**REQUIRED WORK:** Reproduce each line of the entries that carries "decoded".

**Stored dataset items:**
▶

use crate::{bencoding::Value, util::pretty_info_hash};
use anyhow::{bail, Result};
use sha1::{Digest, Sha1};
use size::{Size, Style};
use std::{fmt, str};

use super::infodict::{self, MetainfoFile};

#[derive(PartialEq, Debug, Clone)]
pub struct Metainfo {
    pub announce_list: Vec<Vec<String>>, // tracker tiers, primary first
    pub url_list: Vec<String>,           // web seed base urls
    pub piece_length: u64,               // number of bytes in each piece
    pub pieces: Vec<[u8; 20]>,           // 20-byte SHA1 of each piece
    pub info_hash: [u8; 20], // 20-byte SHA1 of the info dict as it appeared in the source bytes
    pub file: MetainfoFile,
}

impl fmt::Display for Metainfo {
    fn fmt(&self, f: &mut fmt::Formatter) -> fmt::Result {
        let files = self
            .get_files()
            .iter()
            .map(|f| format!("    - {} ({})", f.0, Size::from_bytes(f.1)))
            .collect::<Vec<String>>()
            .join("\n");
        write!(
            f,
            "announces: {:?}\nurl-list: {:?}\npiece_length: {}\nn. pieces: {}\ninfo_hash: {}\nfiles:\n{}",
            self.announce_list,
            self.url_list,
            Size::from_bytes(self.piece_length).format().with_style(Style::Abbreviated),
            self.pieces.len(),
            pretty_info_hash(self.info_hash),
            files
        )
    }
}

impl Metainfo {
    /// Parses the decoded metainfo value. `source` must be the original byte
    /// buffer `v` was decoded from: the info hash is computed over the exact
    /// byte span of the info dict, never over a re-encode.
    pub fn new(v: &Value, source: &[u8]) -> Result<Self> {
        let torrent_map = match v {
            Value::Dict(m, _, _) => m,
            _ => bail!("The .torrent file is invalid: it does not contain a dict"),
        };

        // announce / announce-list
        let mut announces = Vec::new();

        match torrent_map.get(&b"announce-list".to_vec()) {
            None => {}
            Some(Value::List(announce_list)) => {
                for tier in announce_list {
                    if let Value::List(announces_in_tier) = tier {
                        let mut tier_list = Vec::new();
                        for announce_url in announces_in_tier {
                            if let Value::Str(announce_vec) = announce_url {
                                if let Ok(a) = str::from_utf8(announce_vec) {
                                    tier_list.push(a.to_string());
                                } else {
                                    bail!("The .torrent file \"announce-list\" has an element in a tier list that is not an UTF-8 string");
                                }
                            } else {
                                bail!("The .torrent file \"announce-list\" has an element in a tier list that is not a string");
                            }
                        }
                        if tier_list.is_empty() {
                            bail!("The .torrent file \"announce-list\" has a tier list without elements");
                        }
                        announces.push(tier_list);
                    } else {
                        bail!(
                            "The .torrent file \"announce-list\" does not contain a list of lists"
                        );
                    }
                }
            }
            Some(_) => bail!(
                "The .torrent file has a \"announce-list\" field but it does not contain a list"
            ),
        }

        if announces.is_empty() {
            if let Some(Value::Str(announce_vec)) = torrent_map.get(&b"announce".to_vec()) {
                match str::from_utf8(announce_vec) {
                    Ok(a) => announces.push(vec![a.to_string()]),
                    _ => bail!("The .torrent file \"announce\" is not an UTF8 string"),
                }
            }
        }

        // url-list (web seeds), either a single string or a list of strings
        let mut url_list = Vec::new();
        match torrent_map.get(&b"url-list".to_vec()) {
            None => {}
            Some(Value::List(l)) => {
                for url_value in l {
                    if let Value::Str(url_v) = url_value {
                        if let Ok(url) = str::from_utf8(url_v) {
                            url_list.push(url.to_string());
                        } else {
                            bail!("The .torrent file \"url-list\" has an element that is not an UTF-8 string");
                        }
                    } else {
                        bail!("The .torrent file \"url-list\" has an element that is not a string");
                    }
                }
            }
            Some(Value::Str(url_v)) => {
                if let Ok(url) = str::from_utf8(url_v) {
                    url_list.push(url.to_string());
                } else {
                    bail!("The .torrent file \"url-list\" has an element that is not an UTF-8 string");
                }
            }
            Some(_) => bail!(
                "The .torrent file has a \"url-list\" field but it does not contain a list or string"
            ),
        }

        // info dict
        let (info_dict, info_hash) = match torrent_map.get(&b"info".to_vec()) {
            Some(Value::Dict(a, s, e)) => {
                let digest: [u8; 20] = Sha1::digest(&source[*s..*e]).into();
                (a, digest)
            }
            _ => bail!("The .torrent file does not contain a valid \"info\""),
        };

        let (piece_length, pieces, file) = infodict::get_infodict(info_dict)?;

        Ok(Metainfo {
            announce_list: announces,
            url_list,
            piece_length,
            pieces,
            info_hash,
            file,
        })
    }

    /// The payload name: a file name for single-file torrents, the enclosing
    /// directory name for multi-file torrents.
    pub fn name(&self) -> &str {
        match &self.file {
            MetainfoFile::SingleFile(m) => &m.name,
            MetainfoFile::MultiFile(m) => &m.name,
        }
    }

    /// Flattens the file layout into (relative path, length) pairs. Multi-file
    /// payloads live under a directory named after the torrent.
    pub fn get_files(&self) -> Vec<(String, u64)> {
        match &self.file {
            MetainfoFile::SingleFile(m) => {
                vec![(m.name.clone(), m.length)]
            }
            MetainfoFile::MultiFile(m) => {
                let mut files = Vec::new();
                for file in &m.files {
                    files.push((format!("{}/{}", m.name, file.path.join("/")), file.length))
                }
                files
            }
        }
    }

    pub fn total_length(&self) -> u64 {
        self.get_files().iter().map(|(_, len)| len).sum()
    }
}

#[cfg(test)]
mod tests {
    use super::*;
    use crate::bencoding::Value;
    use crate::metadata::infodict::{MetainfoMultiFile, MetainfoSingleFile, MultifileFile};

    fn single_file_torrent_bytes() -> Vec<u8> {
        let mut source = Vec::new();
        source.extend_from_slice(b"d8:announce28:http://tracker.test/announce");
        source.extend_from_slice(b"8:url-listl23:http://seed.test/files/e");
        source.extend_from_slice(b"4:infod6:lengthi32768e4:name8:test.bin12:piece lengthi16384e6:pieces40:");
        source.extend_from_slice(&[0xaa; 20]);
        source.extend_from_slice(&[0xbb; 20]);
        source.extend_from_slice(b"ee");
        source
    }

    #[test]
    fn parse_single_file_torrent() {
        let source = single_file_torrent_bytes();
        let v = Value::new(&source);
        let m = Metainfo::new(&v, &source).unwrap();
        assert_eq!(
            m.announce_list,
            vec![vec!["http://tracker.test/announce".to_string()]]
        );
        assert_eq!(m.url_list, vec!["http://seed.test/files/".to_string()]);
        assert_eq!(m.piece_length, 16384);
        assert_eq!(m.pieces, vec![[0xaa; 20], [0xbb; 20]]);
        assert_eq!(
            m.file,
            MetainfoFile::SingleFile(MetainfoSingleFile {
                name: "test.bin".to_string(),
                length: 32768,
            })
        );
        assert_eq!(m.total_length(), 32768);
        assert_eq!(m.get_files(), vec![("test.bin".to_string(), 32768)]);
    }

    #[test]
    fn info_hash_is_over_the_source_byte_span() {
        let source = single_file_torrent_bytes();
        let v = Value::new(&source);
        let m = Metainfo::new(&v, &source).unwrap();

        // locate the info dict span by hand: it starts right after the
        // "4:info" key and runs to the second-to-last byte of the file
        let key_pos = source
            .windows(6)
            .position(|w| w == b"4:info")
            .expect("info key present");
        let info_span = &source[key_pos + 6..source.len() - 1];
        assert_eq!(info_span[0], b'd');
        assert_eq!(info_span[info_span.len() - 1], b'e');
        let expected: [u8; 20] = Sha1::digest(info_span).into();
        assert_eq!(m.info_hash, expected);
    }

    #[test]
    fn parse_multi_file_torrent() {
        let mut source = Vec::new();
        source.extend_from_slice(b"d8:announce28:http://tracker.test/announce");
        source.extend_from_slice(b"4:infod");
        source.extend_from_slice(b"5:filesl");
        source.extend_from_slice(b"d6:lengthi10000e4:pathl1:aee");
        source.extend_from_slice(b"d6:lengthi25000e4:pathl3:sub1:beee");
        source.extend_from_slice(b"e");
        source.extend_from_slice(b"4:name3:dir12:piece lengthi16384e6:pieces60:");
        source.extend_from_slice(&[0x01; 60]);
        source.extend_from_slice(b"ee");

        let v = Value::new(&source);
        let m = Metainfo::new(&v, &source).unwrap();
        assert_eq!(
            m.file,
            MetainfoFile::MultiFile(MetainfoMultiFile {
                name: "dir".to_string(),
                files: vec![
                    MultifileFile {
                        length: 10000,
                        path: vec!["a".to_string()],
                    },
                    MultifileFile {
                        length: 25000,
                        path: vec!["sub".to_string(), "b".to_string()],
                    },
                ],
            })
        );
        // multi-file payloads are laid out under the torrent name directory
        assert_eq!(
            m.get_files(),
            vec![
                ("dir/a".to_string(), 10000),
                ("dir/sub/b".to_string(), 25000),
            ]
        );
        assert_eq!(m.total_length(), 35000);
    }

    #[test]
    fn announce_list_takes_precedence_over_announce() {
        let mut source = Vec::new();
        source.extend_from_slice(b"d8:announce14:http://old.one13:announce-listll15:udp://tier.one/el15:http://back.up/ee");
        source.extend_from_slice(b"4:infod6:lengthi16384e4:name1:f12:piece lengthi16384e6:pieces20:");
        source.extend_from_slice(&[0x02; 20]);
        source.extend_from_slice(b"ee");
        let v = Value::new(&source);
        let m = Metainfo::new(&v, &source).unwrap();
        assert_eq!(
            m.announce_list,
            vec![
                vec!["udp://tier.one/".to_string()],
                vec!["http://back.up/".to_string()],
            ]
        );
    }

    #[test]
    fn rejects_bad_pieces_length() {
        let mut source = Vec::new();
        source.extend_from_slice(b"d4:infod6:lengthi16384e4:name1:f12:piece lengthi16384e6:pieces21:");
        source.extend_from_slice(&[0x02; 21]);
        source.extend_from_slice(b"ee");
        let v = Value::new(&source);
        assert!(Metainfo::new(&v, &source).is_err());
    }

    #[test]
    fn rejects_empty_files_list() {
        let source = b"d4:infod5:filesle4:name1:f12:piece lengthi16384e6:pieces20:aaaaaaaaaaaaaaaaaaaaee".to_vec();
        let v = Value::new(&source);
        assert!(Metainfo::new(&v, &source).is_err());
    }

    #[test]
    fn rejects_missing_info() {
        let source = b"d8:announce14:http://old.onee".to_vec();
        let v = Value::new(&source);
        assert!(Metainfo::new(&v, &source).is_err());
    }
}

◀

**TASK SOLUTION:**
    /// Parses the decoded metainfo value. `source` must be the original byte
    /// buffer `v` was decoded from: the info hash is computed over the exact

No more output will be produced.